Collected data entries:

________________

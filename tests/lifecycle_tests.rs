// Host-side tests for session hide/restore bookkeeping.

#![allow(dead_code)]
mod lifecycle {
    include!("../src/lifecycle.rs");
}

use lifecycle::SessionSlot;

#[test]
fn hide_tears_down_once() {
    let mut slot = SessionSlot::new(1);
    let mut ended = Vec::new();

    assert!(slot.hide(|s| ended.push(s)));
    assert!(!slot.hide(|s| ended.push(s)));

    assert_eq!(ended, vec![1]);
    assert!(!slot.is_live());
}

#[test]
fn restore_from_page_cache_starts_a_new_session() {
    let mut slot = SessionSlot::new(1);
    slot.hide(|_| {});

    assert!(slot.show(true, || 2));
    assert!(slot.is_live());

    let mut ended = Vec::new();
    slot.hide(|s| ended.push(s));
    assert_eq!(ended, vec![2]);
}

#[test]
fn plain_show_does_not_restart() {
    let mut slot = SessionSlot::new(1);
    let mut starts = 0;

    // first show of a freshly loaded page
    assert!(!slot.show(false, || {
        starts += 1;
        2
    }));
    // restored while a session is still live
    assert!(!slot.show(true, || {
        starts += 1;
        3
    }));

    assert_eq!(starts, 0);
    let mut ended = Vec::new();
    slot.hide(|s| ended.push(s));
    assert_eq!(ended, vec![1]);
}
//! Lifecycle of the single continuous tone.
//!
//! `ToneEngine` owns an `OutputDevice` and at most one live tone on it. The
//! device is opened lazily on the first `play_at` and closed on `teardown`.

use crate::constants::TONE_GAIN;
use crate::settings::WaveType;
use instant::Instant;
use thiserror::Error;

#[derive(Debug, Clone, PartialEq, Eq, Error)]
pub enum DeviceError {
    #[error("audio output unavailable: {0}")]
    Unavailable(String),
    #[error("failed to create tone source: {0}")]
    Source(String),
}

#[derive(Debug, Clone, PartialEq, Eq, Error)]
pub enum ToneError {
    #[error(transparent)]
    Device(#[from] DeviceError),
    #[error("tone engine has been torn down")]
    Terminated,
}

/// Audio output collaborator. `Tone` is whatever the platform needs to keep a
/// running oscillator and its gain stage alive.
pub trait OutputDevice {
    type Tone;

    /// Acquire the underlying output (audio context, stream). Called at most
    /// once per successful acquisition.
    fn open(&mut self) -> Result<(), DeviceError>;
    /// Start a silent oscillator of the given shape routed to the output.
    fn create_tone_source(&mut self, wave: WaveType) -> Result<Self::Tone, DeviceError>;
    fn retune(&mut self, tone: &Self::Tone, frequency_hz: u32);
    fn set_gain(&mut self, tone: &Self::Tone, level: f32);
    fn stop_and_release(&mut self, tone: Self::Tone);
    fn close_device(&mut self);
}

#[derive(Clone, Copy, Debug, PartialEq, Eq)]
pub enum EngineState {
    Idle,
    Playing,
    Terminated,
}

pub struct ToneHandle<T> {
    pub wave_type: WaveType,
    pub current_frequency: u32,
    pub started_at: Instant,
    tone: T,
}

pub struct ToneEngine<D: OutputDevice> {
    device: D,
    wave_type: WaveType,
    opened: bool,
    terminated: bool,
    active: Option<ToneHandle<D::Tone>>,
}

impl<D: OutputDevice> ToneEngine<D> {
    pub fn new(device: D, wave_type: WaveType) -> Self {
        Self {
            device,
            wave_type,
            opened: false,
            terminated: false,
            active: None,
        }
    }

    pub fn state(&self) -> EngineState {
        if self.terminated {
            EngineState::Terminated
        } else if self.active.is_some() {
            EngineState::Playing
        } else {
            EngineState::Idle
        }
    }

    pub fn is_playing(&self) -> bool {
        self.active.is_some()
    }

    pub fn current_frequency(&self) -> Option<u32> {
        self.active.as_ref().map(|h| h.current_frequency)
    }

    pub fn handle(&self) -> Option<&ToneHandle<D::Tone>> {
        self.active.as_ref()
    }

    /// Start the tone at `frequency_hz`, or retune the running one in place.
    pub fn play_at(&mut self, frequency_hz: u32) -> Result<(), ToneError> {
        if self.terminated {
            return Err(ToneError::Terminated);
        }
        if let Some(handle) = self.active.as_mut() {
            if handle.current_frequency != frequency_hz {
                self.device.retune(&handle.tone, frequency_hz);
                handle.current_frequency = frequency_hz;
            }
            return Ok(());
        }

        if !self.opened {
            self.device.open()?;
            self.opened = true;
            log::info!("[tone] output device acquired");
        }
        let tone = self.device.create_tone_source(self.wave_type)?;
        self.device.retune(&tone, frequency_hz);
        self.device.set_gain(&tone, TONE_GAIN);
        log::debug!("[tone] start {} at {}Hz", self.wave_type, frequency_hz);
        self.active = Some(ToneHandle {
            wave_type: self.wave_type,
            current_frequency: frequency_hz,
            started_at: Instant::now(),
            tone,
        });
        Ok(())
    }

    pub fn stop(&mut self) {
        if let Some(handle) = self.active.take() {
            log::debug!(
                "[tone] stop after {} ms at {}Hz",
                handle.started_at.elapsed().as_millis(),
                handle.current_frequency
            );
            self.device.stop_and_release(handle.tone);
        }
    }

    /// Release the output device. No further tones can be played.
    pub fn teardown(&mut self) {
        if self.terminated {
            return;
        }
        self.stop();
        if self.opened {
            self.device.close_device();
            self.opened = false;
            log::info!("[tone] output device released");
        }
        self.terminated = true;
    }
}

________________

Brief: Please output every record, keeping each line exact.

Response area:
filename tests/lifecycle_tests.rs
// Host-side tests for session hide/restore bookkeeping.

#![allow(dead_code)]
mod lifecycle {
    include!("../src/lifecycle.rs");
}

use lifecycle::SessionSlot;

#[test]
fn hide_tears_down_once() {
    let mut slot = SessionSlot::new(1);
    let mut ended = Vec::new();

    assert!(slot.hide(|s| ended.push(s)));
    assert!(!slot.hide(|s| ended.push(s)));

    assert_eq!(ended, vec![1]);
    assert!(!slot.is_live());
}

#[test]
fn restore_from_page_cache_starts_a_new_session() {
    let mut slot = SessionSlot::new(1);
    slot.hide(|_| {});

    assert!(slot.show(true, || 2));
    assert!(slot.is_live());

    let mut ended = Vec::new();
    slot.hide(|s| ended.push(s));
    assert_eq!(ended, vec![2]);
}

#[test]
fn plain_show_does_not_restart() {
    let mut slot = SessionSlot::new(1);
    let mut starts = 0;

    // first show of a freshly loaded page
    assert!(!slot.show(false, || {
        starts += 1;
        2
    }));
    // restored while a session is still live
    assert!(!slot.show(true, || {
        starts += 1;
        3
    }));

    assert_eq!(starts, 0);
    let mut ended = Vec::new();
    slot.hide(|s| ended.push(s));
    assert_eq!(ended, vec![1]);
}
//! Lifecycle of the single continuous tone.
//!
//! `ToneEngine` owns an `OutputDevice` and at most one live tone on it. The
//! device is opened lazily on the first `play_at` and closed on `teardown`.

use crate::constants::TONE_GAIN;
use crate::settings::WaveType;
use instant::Instant;
use thiserror::Error;

#[derive(Debug, Clone, PartialEq, Eq, Error)]
pub enum DeviceError {
    #[error("audio output unavailable: {0}")]
    Unavailable(String),
    #[error("failed to create tone source: {0}")]
    Source(String),
}

#[derive(Debug, Clone, PartialEq, Eq, Error)]
pub enum ToneError {
    #[error(transparent)]
    Device(#[from] DeviceError),
    #[error("tone engine has been torn down")]
    Terminated,
}

/// Audio output collaborator. `Tone` is whatever the platform needs to keep a
/// running oscillator and its gain stage alive.
pub trait OutputDevice {
    type Tone;

    /// Acquire the underlying output (audio context, stream). Called at most
    /// once per successful acquisition.
    fn open(&mut self) -> Result<(), DeviceError>;
    /// Start a silent oscillator of the given shape routed to the output.
    fn create_tone_source(&mut self, wave: WaveType) -> Result<Self::Tone, DeviceError>;
    fn retune(&mut self, tone: &Self::Tone, frequency_hz: u32);
    fn set_gain(&mut self, tone: &Self::Tone, level: f32);
    fn stop_and_release(&mut self, tone: Self::Tone);
    fn close_device(&mut self);
}

#[derive(Clone, Copy, Debug, PartialEq, Eq)]
pub enum EngineState {
    Idle,
    Playing,
    Terminated,
}

pub struct ToneHandle<T> {
    pub wave_type: WaveType,
    pub current_frequency: u32,
    pub started_at: Instant,
    tone: T,
}

pub struct ToneEngine<D: OutputDevice> {
    device: D,
    wave_type: WaveType,
    opened: bool,
    terminated: bool,
    active: Option<ToneHandle<D::Tone>>,
}

impl<D: OutputDevice> ToneEngine<D> {
    pub fn new(device: D, wave_type: WaveType) -> Self {
        Self {
            device,
            wave_type,
            opened: false,
            terminated: false,
            active: None,
        }
    }

    pub fn state(&self) -> EngineState {
        if self.terminated {
            EngineState::Terminated
        } else if self.active.is_some() {
            EngineState::Playing
        } else {
            EngineState::Idle
        }
    }

    pub fn is_playing(&self) -> bool {
        self.active.is_some()
    }

    pub fn current_frequency(&self) -> Option<u32> {
        self.active.as_ref().map(|h| h.current_frequency)
    }

    pub fn handle(&self) -> Option<&ToneHandle<D::Tone>> {
        self.active.as_ref()
    }

    /// Start the tone at `frequency_hz`, or retune the running one in place.
    pub fn play_at(&mut self, frequency_hz: u32) -> Result<(), ToneError> {
        if self.terminated {
            return Err(ToneError::Terminated);
        }
        if let Some(handle) = self.active.as_mut() {
            if handle.current_frequency != frequency_hz {
                self.device.retune(&handle.tone, frequency_hz);
                handle.current_frequency = frequency_hz;
            }
            return Ok(());
        }

        if !self.opened {
            self.device.open()?;
            self.opened = true;
            log::info!("[tone] output device acquired");
        }
        let tone = self.device.create_tone_source(self.wave_type)?;
        self.device.retune(&tone, frequency_hz);
        self.device.set_gain(&tone, TONE_GAIN);
        log::debug!("[tone] start {} at {}Hz", self.wave_type, frequency_hz);
        self.active = Some(ToneHandle {
            wave_type: self.wave_type,
            current_frequency: frequency_hz,
            started_at: Instant::now(),
            tone,
        });
        Ok(())
    }

    pub fn stop(&mut self) {
        if let Some(handle) = self.active.take() {
            log::debug!(
                "[tone] stop after {} ms at {}Hz",
                handle.started_at.elapsed().as_millis(),
                handle.current_frequency
            );
            self.device.stop_and_release(handle.tone);
        }
    }

    /// Release the output device. No further tones can be played.
    pub fn teardown(&mut self) {
        if self.terminated {
            return;
        }
        self.stop();
        if self.opened {
            self.device.close_device();
            self.opened = false;
            log::info!("[tone] output device released");
        }
        self.terminated = true;
    }
}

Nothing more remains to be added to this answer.